→ WHAT THE TASK ASKS
Each line below needs to be printed again exactly.

Saved data entries:
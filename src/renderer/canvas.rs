//! Software raster surface
//!
//! Every face layer draws into a `Canvas`: the output frame handed over by the
//! host and the off-screen trail buffer of the zen garden. All draw calls take
//! their color explicitly; a canvas carries no paint state between calls.

use std::io::{self, Write};

use glam::Vec2;

use super::color::Color;
use crate::error::{FaceError, Result};

/// Opaque RGBA8 pixel buffer, row-major, origin at the top-left
#[derive(Debug, Clone, PartialEq)]
pub struct Canvas {
    width: u32,
    height: u32,
    pixels: Vec<Color>,
}

impl Canvas {
    /// Create a canvas filled with `color`
    pub fn new(width: u32, height: u32, color: Color) -> Self {
        Self {
            width,
            height,
            pixels: vec![color.with_alpha(255); width as usize * height as usize],
        }
    }

    /// Create a canvas, reporting allocation failure instead of aborting
    pub fn try_new(width: u32, height: u32, color: Color) -> Result<Self> {
        let err = || FaceError::TrailAllocation { width, height };
        let len = (width as usize).checked_mul(height as usize).ok_or_else(err)?;

        let mut pixels = Vec::new();
        pixels.try_reserve_exact(len).map_err(|_| err())?;
        pixels.resize(len, color.with_alpha(255));

        Ok(Self {
            width,
            height,
            pixels,
        })
    }

    pub fn width(&self) -> u32 {
        self.width
    }

    pub fn height(&self) -> u32 {
        self.height
    }

    pub fn pixels(&self) -> &[Color] {
        &self.pixels
    }

    /// Raw RGBA bytes
    pub fn as_bytes(&self) -> &[u8] {
        bytemuck::cast_slice(&self.pixels)
    }

    /// Pixel at (x, y), if inside the canvas
    pub fn pixel(&self, x: u32, y: u32) -> Option<Color> {
        if x < self.width && y < self.height {
            Some(self.pixels[self.index(x, y)])
        } else {
            None
        }
    }

    #[inline]
    fn index(&self, x: u32, y: u32) -> usize {
        y as usize * self.width as usize + x as usize
    }

    /// Overwrite every pixel
    pub fn fill(&mut self, color: Color) {
        self.pixels.fill(color.with_alpha(255));
    }

    /// Composite `color` over every pixel (single full-surface pass)
    pub fn overlay(&mut self, color: Color) {
        if color.a == 0 {
            return;
        }
        for px in &mut self.pixels {
            *px = px.blend(color);
        }
    }

    /// Composite a filled axis-aligned rectangle, clipped to the canvas
    pub fn fill_rect(&mut self, x: i32, y: i32, w: u32, h: u32, color: Color) {
        let x0 = x.max(0) as i64;
        let y0 = y.max(0) as i64;
        let x1 = (x as i64 + w as i64).min(self.width as i64);
        let y1 = (y as i64 + h as i64).min(self.height as i64);

        for py in y0..y1 {
            for px in x0..x1 {
                let i = self.index(px as u32, py as u32);
                self.pixels[i] = self.pixels[i].blend(color);
            }
        }
    }

    /// Composite a filled circle, clipped to the canvas
    ///
    /// A pixel is covered when its center lies inside the circle.
    pub fn fill_circle(&mut self, center: Vec2, radius: f32, color: Color) {
        if radius <= 0.0 || color.a == 0 {
            return;
        }

        let min_x = (center.x - radius).floor().max(0.0) as i64;
        let min_y = (center.y - radius).floor().max(0.0) as i64;
        let max_x = ((center.x + radius).ceil() as i64).min(self.width as i64 - 1);
        let max_y = ((center.y + radius).ceil() as i64).min(self.height as i64 - 1);
        let r2 = radius * radius;

        for py in min_y..=max_y {
            let dy = py as f32 + 0.5 - center.y;
            for px in min_x..=max_x {
                let dx = px as f32 + 0.5 - center.x;
                if dx * dx + dy * dy <= r2 {
                    let i = self.index(px as u32, py as u32);
                    self.pixels[i] = self.pixels[i].blend(color);
                }
            }
        }
    }

    /// Copy `src` onto this canvas with its top-left corner at `origin`
    pub fn blit(&mut self, src: &Canvas, origin: (i32, i32)) {
        let (ox, oy) = (origin.0 as i64, origin.1 as i64);
        let x0 = ox.max(0);
        let x1 = (ox + src.width as i64).min(self.width as i64);
        if x0 >= x1 {
            return;
        }

        for sy in 0..src.height as i64 {
            let dy = oy + sy;
            if dy < 0 || dy >= self.height as i64 {
                continue;
            }
            let src_row = src.index((x0 - ox) as u32, sy as u32);
            let dst_row = self.index(x0 as u32, dy as u32);
            let n = (x1 - x0) as usize;
            self.pixels[dst_row..dst_row + n].copy_from_slice(&src.pixels[src_row..src_row + n]);
        }
    }

    /// Write the canvas as a binary PPM (P6) image
    pub fn write_ppm<W: Write>(&self, mut out: W) -> io::Result<()> {
        write!(out, "P6\n{} {}\n255\n", self.width, self.height)?;
        let mut row = Vec::with_capacity(self.width as usize * 3);
        for line in self.pixels.chunks(self.width.max(1) as usize) {
            row.clear();
            row.extend(line.iter().flat_map(|c| [c.r, c.g, c.b]));
            out.write_all(&row)?;
        }
        Ok(())
    }
}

→ SOLUTION TO THIS EXERCISE
filename src/renderer/canvas.rs
//! Software raster surface
//!
//! Every face layer draws into a `Canvas`: the output frame handed over by the
//! host and the off-screen trail buffer of the zen garden. All draw calls take
//! their color explicitly; a canvas carries no paint state between calls.

use std::io::{self, Write};

use glam::Vec2;

use super::color::Color;
use crate::error::{FaceError, Result};

/// Opaque RGBA8 pixel buffer, row-major, origin at the top-left
#[derive(Debug, Clone, PartialEq)]
pub struct Canvas {
    width: u32,
    height: u32,
    pixels: Vec<Color>,
}

impl Canvas {
    /// Create a canvas filled with `color`
    pub fn new(width: u32, height: u32, color: Color) -> Self {
        Self {
            width,
            height,
            pixels: vec![color.with_alpha(255); width as usize * height as usize],
        }
    }

    /// Create a canvas, reporting allocation failure instead of aborting
    pub fn try_new(width: u32, height: u32, color: Color) -> Result<Self> {
        let err = || FaceError::TrailAllocation { width, height };
        let len = (width as usize).checked_mul(height as usize).ok_or_else(err)?;

        let mut pixels = Vec::new();
        pixels.try_reserve_exact(len).map_err(|_| err())?;
        pixels.resize(len, color.with_alpha(255));

        Ok(Self {
            width,
            height,
            pixels,
        })
    }

    pub fn width(&self) -> u32 {
        self.width
    }

    pub fn height(&self) -> u32 {
        self.height
    }

    pub fn pixels(&self) -> &[Color] {
        &self.pixels
    }

    /// Raw RGBA bytes
    pub fn as_bytes(&self) -> &[u8] {
        bytemuck::cast_slice(&self.pixels)
    }

    /// Pixel at (x, y), if inside the canvas
    pub fn pixel(&self, x: u32, y: u32) -> Option<Color> {
        if x < self.width && y < self.height {
            Some(self.pixels[self.index(x, y)])
        } else {
            None
        }
    }

    #[inline]
    fn index(&self, x: u32, y: u32) -> usize {
        y as usize * self.width as usize + x as usize
    }

    /// Overwrite every pixel
    pub fn fill(&mut self, color: Color) {
        self.pixels.fill(color.with_alpha(255));
    }

    /// Composite `color` over every pixel (single full-surface pass)
    pub fn overlay(&mut self, color: Color) {
        if color.a == 0 {
            return;
        }
        for px in &mut self.pixels {
            *px = px.blend(color);
        }
    }

    /// Composite a filled axis-aligned rectangle, clipped to the canvas
    pub fn fill_rect(&mut self, x: i32, y: i32, w: u32, h: u32, color: Color) {
        let x0 = x.max(0) as i64;
        let y0 = y.max(0) as i64;
        let x1 = (x as i64 + w as i64).min(self.width as i64);
        let y1 = (y as i64 + h as i64).min(self.height as i64);

        for py in y0..y1 {
            for px in x0..x1 {
                let i = self.index(px as u32, py as u32);
                self.pixels[i] = self.pixels[i].blend(color);
            }
        }
    }

    /// Composite a filled circle, clipped to the canvas
    ///
    /// A pixel is covered when its center lies inside the circle.
    pub fn fill_circle(&mut self, center: Vec2, radius: f32, color: Color) {
        if radius <= 0.0 || color.a == 0 {
            return;
        }

        let min_x = (center.x - radius).floor().max(0.0) as i64;
        let min_y = (center.y - radius).floor().max(0.0) as i64;
        let max_x = ((center.x + radius).ceil() as i64).min(self.width as i64 - 1);
        let max_y = ((center.y + radius).ceil() as i64).min(self.height as i64 - 1);
        let r2 = radius * radius;

        for py in min_y..=max_y {
            let dy = py as f32 + 0.5 - center.y;
            for px in min_x..=max_x {
                let dx = px as f32 + 0.5 - center.x;
                if dx * dx + dy * dy <= r2 {
                    let i = self.index(px as u32, py as u32);
                    self.pixels[i] = self.pixels[i].blend(color);
                }
            }
        }
    }

    /// Copy `src` onto this canvas with its top-left corner at `origin`
    pub fn blit(&mut self, src: &Canvas, origin: (i32, i32)) {
        let (ox, oy) = (origin.0 as i64, origin.1 as i64);
        let x0 = ox.max(0);
        let x1 = (ox + src.width as i64).min(self.width as i64);
        if x0 >= x1 {
            return;
        }

        for sy in 0..src.height as i64 {
            let dy = oy + sy;
            if dy < 0 || dy >= self.height as i64 {
                continue;
            }
            let src_row = src.index((x0 - ox) as u32, sy as u32);
            let dst_row = self.index(x0 as u32, dy as u32);
            let n = (x1 - x0) as usize;
            self.pixels[dst_row..dst_row + n].copy_from_slice(&src.pixels[src_row..src_row + n]);
        }
    }

    /// Write the canvas as a binary PPM (P6) image
    pub fn write_ppm<W: Write>(&self, mut out: W) -> io::Result<()> {
        write!(out, "P6\n{} {}\n255\n", self.width, self.height)?;
        let mut row = Vec::with_capacity(self.width as usize * 3);
        for line in self.pixels.chunks(self.width.max(1) as usize) {
            row.clear();
            row.extend(line.iter().flat_map(|c| [c.r, c.g, c.b]));
            out.write_all(&row)?;
        }
        Ok(())
    }
}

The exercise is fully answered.